Using long exposure to measure low luminance on a display

thanks for the link, some of those instruments are wonderful :)

Yes, so quantum efficiency determines the proportion of photons that are converted into electrons by the sensor, and clearly, higher quantum efficiency means higher sensitivity to light.

But wouldn't a larger photosite (keeping fill factor constant) also mean that more photons are able to "innervate" each pixel? And don't larger sensors tend to have larger photosites?

Ideally, you'd want high quantum efficiency AND larger photosensitive regions per photosite... I wonder if the tradeoff is linear. So take two sensors:

A: CCD sensor with 80% quantum efficiency. Size = 400 square mm.

B: CCD sensor with 40% quantum efficiency. Size = 800 square mm.

I wonder if they'd be equally sensitive.

I do appreciate, however, that the fill factor of CCDs can be much larger than those in CMOS, so even though the CMOS sensors might be larger, the photosensitive regions in each photosite may be smaller.
 
^should be equally sensitive. since we're averaging over all pixels, the size of each photosite doesn't matter, but the total size of the photo-sensitive regions would be the important thing.

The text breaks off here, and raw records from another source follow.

//! Compiled plugins and the parse → validate → compile pipeline.

use serde::{Deserialize, Serialize};

use crate::codegen::{CommandOption, Compiler, extract_options};
use crate::error::CompilerError;
use crate::parse::node_config::{TriggerConfig, TriggerKind};
use crate::parse::types::{NodeBase, PluginEdge, PluginGraph, PluginNode};
use crate::validate::validate_graph;

/// What fires a plugin: a command name, an event name or a message pattern.
#[derive(Debug, Clone, PartialEq, Eq, Serialize, Deserialize)]
pub struct TriggerDescriptor {
    pub kind: TriggerKind,
    pub value: String,
}

impl TriggerDescriptor {
    pub fn from_trigger(node: &NodeBase<TriggerConfig>) -> Self {
        let cfg = &node.data.config;
        let value = match cfg.trigger_type {
            TriggerKind::Command => &cfg.command,
            TriggerKind::Event => &cfg.event,
            TriggerKind::Message => &cfg.pattern,
        };
        TriggerDescriptor {
            kind: cfg.trigger_type,
            value: value.as_deref().unwrap_or_default().trim().to_string(),
        }
    }

    /// The descriptor of the first trigger node, if any.
    pub fn find(nodes: &[PluginNode]) -> Option<Self> {
        nodes.iter().find_map(|n| match n {
            PluginNode::Trigger(t) => Some(Self::from_trigger(t)),
            _ => None,
        })
    }
}

#[derive(Debug, Clone, Serialize, Deserialize)]
#[serde(rename_all = "camelCase")]
pub struct CompiledPlugin {
    pub id: String,
    pub nodes: Vec<PluginNode>,
    pub edges: Vec<PluginEdge>,
    /// Async routine body; expects `context` and `resolve` in scope.
    pub body: String,
    pub trigger: TriggerDescriptor,
    pub enabled: bool,
    pub options: Vec<CommandOption>,
}

/// Full pipeline: validate → generate → derive trigger and options.
/// Compilation is never attempted when validation reports errors.
pub fn compile_plugin(
    id: &str,
    graph: PluginGraph,
    compiler: &Compiler,
) -> Result<CompiledPlugin, Vec<CompilerError>> {
    let errors = validate_graph(&graph, compiler.limits());
    if !errors.is_empty() {
        tracing::debug!(plugin = id, errors = errors.len(), "plugin failed validation");
        return Err(errors);
    }

    let body = compiler.compile_graph(&graph).map_err(|e| vec![e])?;
    let trigger = TriggerDescriptor::find(&graph.nodes).ok_or_else(|| {
        vec![CompilerError::compile("C001", "No trigger node found", None)]
    })?;
    let options = extract_options(&graph.nodes);

    Ok(CompiledPlugin {
        id: id.to_string(),
        nodes: graph.nodes,
        edges: graph.edges,
        body,
        trigger,
        enabled: true,
        options,
    })
}

#[cfg(test)]
mod tests {
    use super::*;
    use crate::parse::node_config::*;

    fn graph() -> PluginGraph {
        PluginGraph {
            nodes: vec![
                PluginNode::new(
                    "t",
                    "Weather",
                    TriggerConfig {
                        command: Some(" weather ".into()),
                        ..Default::default()
                    },
                )
                .unwrap(),
                PluginNode::new(
                    "city",
                    "City",
                    VariableConfig {
                        name: "city".into(),
                        variable_type: VariableSource::UserInput,
                        description: Some("City to look up".into()),
                        required: true,
                        ..Default::default()
                    },
                )
                .unwrap(),
                PluginNode::new(
                    "r",
                    "Reply",
                    ResponseConfig {
                        message: "Weather for {city}".into(),
                        ephemeral: false,
                    },
                )
                .unwrap(),
            ],
            edges: vec![
                PluginEdge::new("e1", "t", "city"),
                PluginEdge::new("e2", "city", "r"),
            ],
        }
    }

    #[test]
    fn compiles_with_trigger_and_options() {
        let plugin = compile_plugin("weather", graph(), &Compiler::default()).unwrap();
        assert_eq!(plugin.id, "weather");
        assert!(plugin.enabled);
        assert_eq!(
            plugin.trigger,
            TriggerDescriptor {
                kind: TriggerKind::Command,
                value: "weather".into()
            }
        );
        assert_eq!(plugin.options.len(), 1);
        assert_eq!(plugin.options[0].description, "City to look up");
        assert!(plugin.body.contains("resolve(pendingResponse);"));
    }

    #[test]
    fn invalid_graph_is_not_compiled() {
        let mut g = graph();
        g.edges.clear();
        let errors = compile_plugin("weather", g, &Compiler::default()).unwrap_err();
        assert!(errors.iter().all(|e| e.code == "V003"));
        assert_eq!(errors.len(), 2);
    }
}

yup without a doubt scientific/astro/non-general-purpose cameras would be better suited for this, but I'd also like to get something that is useful for other purposes. if the casio ex-zr700 is good enough, i'll just use it.

or.... are there any cheap (<$300) instruments specifically designed for measuring low luminances?
 
^should be equally sensitive. since we're averaging over all pixels, the size of each photosite doesn't matter, but the total size of the photo-sensitive regions would be the important thing.

makes sense


or.... are there any cheap (<$300) instruments specifically designed for measuring low luminances?

The konica minolta LS-100 is used in many labs (including the lab I work in), and it can only read down to 0.001 nits (and it costs thousands of dollars used). The Klein K10-A can read extremely low, but again, thousands of dollars.

I wonder if a cheap sensitive lux meter could be used. I think (but not certain) that unlike a luminance meter, which has an aperture at a given solid angle, a lux meter measures illuminance over the hemispheric solid angle, so it should be more sensitive. And the scaling factor idea should work (you could probably directly infer luminance by measuring the distance of the lux meter from the screen).

My hunch is that long exposure with quality sensor is the best idea though.